BEGIN Data extract

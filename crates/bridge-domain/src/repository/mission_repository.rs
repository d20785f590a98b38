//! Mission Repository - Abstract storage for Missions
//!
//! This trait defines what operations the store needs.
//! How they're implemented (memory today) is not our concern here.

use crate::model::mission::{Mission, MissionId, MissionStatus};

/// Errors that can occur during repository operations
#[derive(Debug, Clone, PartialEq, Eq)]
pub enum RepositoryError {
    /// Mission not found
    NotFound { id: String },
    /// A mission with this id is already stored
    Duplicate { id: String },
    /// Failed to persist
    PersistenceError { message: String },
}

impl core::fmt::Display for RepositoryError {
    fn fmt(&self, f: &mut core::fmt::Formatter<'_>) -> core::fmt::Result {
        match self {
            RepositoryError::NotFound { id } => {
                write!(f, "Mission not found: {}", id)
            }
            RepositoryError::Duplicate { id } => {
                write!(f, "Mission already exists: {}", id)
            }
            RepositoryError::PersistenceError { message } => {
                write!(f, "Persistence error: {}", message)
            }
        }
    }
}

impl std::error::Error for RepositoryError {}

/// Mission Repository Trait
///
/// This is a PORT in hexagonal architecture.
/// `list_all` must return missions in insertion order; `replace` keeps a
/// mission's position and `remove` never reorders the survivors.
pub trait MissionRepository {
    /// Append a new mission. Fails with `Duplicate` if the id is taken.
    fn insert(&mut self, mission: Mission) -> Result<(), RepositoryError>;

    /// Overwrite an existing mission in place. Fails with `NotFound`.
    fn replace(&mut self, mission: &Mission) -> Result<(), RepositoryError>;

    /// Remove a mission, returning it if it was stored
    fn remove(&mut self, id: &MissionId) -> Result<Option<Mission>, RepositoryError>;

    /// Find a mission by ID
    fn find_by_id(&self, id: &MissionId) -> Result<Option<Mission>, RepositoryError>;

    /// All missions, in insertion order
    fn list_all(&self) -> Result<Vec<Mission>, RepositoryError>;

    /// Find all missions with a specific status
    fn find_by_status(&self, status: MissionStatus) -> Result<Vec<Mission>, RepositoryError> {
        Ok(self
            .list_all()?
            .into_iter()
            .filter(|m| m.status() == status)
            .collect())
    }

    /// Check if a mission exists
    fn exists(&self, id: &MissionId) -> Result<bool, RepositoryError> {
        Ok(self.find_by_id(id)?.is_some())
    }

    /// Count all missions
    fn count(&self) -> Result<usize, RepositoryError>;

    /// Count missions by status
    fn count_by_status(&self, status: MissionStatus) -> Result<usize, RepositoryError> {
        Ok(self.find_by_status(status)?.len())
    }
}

END Data extract

Look through the entries above; copy every line holding the string "replace".

§ **Response box**
/// `list_all` must return missions in insertion order; `replace` keeps a
    fn replace(&mut self, mission: &Mission) -> Result<(), RepositoryError>;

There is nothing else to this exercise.